• **Your assignment**:
Beginning with the first line, copy out each line of the material until the line containing "let registry = Registry::standard();" has been copied as well.

• **Dataset extract**:

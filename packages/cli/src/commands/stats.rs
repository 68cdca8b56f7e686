use super::load_document;
use anyhow::Result;
use clap::Args;
use colored::Colorize;
use mailframe_tree::{tree_stats, Registry};
use std::path::{Path, PathBuf};

#[derive(Debug, Args)]
pub struct StatsArgs {
    pub document: PathBuf,

    /// Print as JSON
    #[arg(long)]
    pub json: bool,
}

pub fn stats(args: StatsArgs, cwd: &Path) -> Result<()> {
    let registry = Registry::standard();
    let document = load_document(&cwd.join(&args.document), &registry)?;
    let stats = tree_stats(&document.root, &registry);

    if args.json {
        println!("{}", serde_json::to_string_pretty(&stats)?);
        return Ok(());
    }

    println!("{}", args.document.display().to_string().bright_white().bold());
    println!("  Nodes:     {}", stats.node_count);
    println!("  Max depth: {}", stats.max_depth);
    println!("  Editable:  {}", stats.editable_count);
    Ok(())
}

• **Reply to the exercise**:
filename packages/cli/src/commands/stats.rs
repository 68cdca8b56f7e686
use super::load_document;
use anyhow::Result;
use clap::Args;
use colored::Colorize;
use mailframe_tree::{tree_stats, Registry};
use std::path::{Path, PathBuf};

#[derive(Debug, Args)]
pub struct StatsArgs {
    pub document: PathBuf,

    /// Print as JSON
    #[arg(long)]
    pub json: bool,
}

pub fn stats(args: StatsArgs, cwd: &Path) -> Result<()> {
    let registry = Registry::standard();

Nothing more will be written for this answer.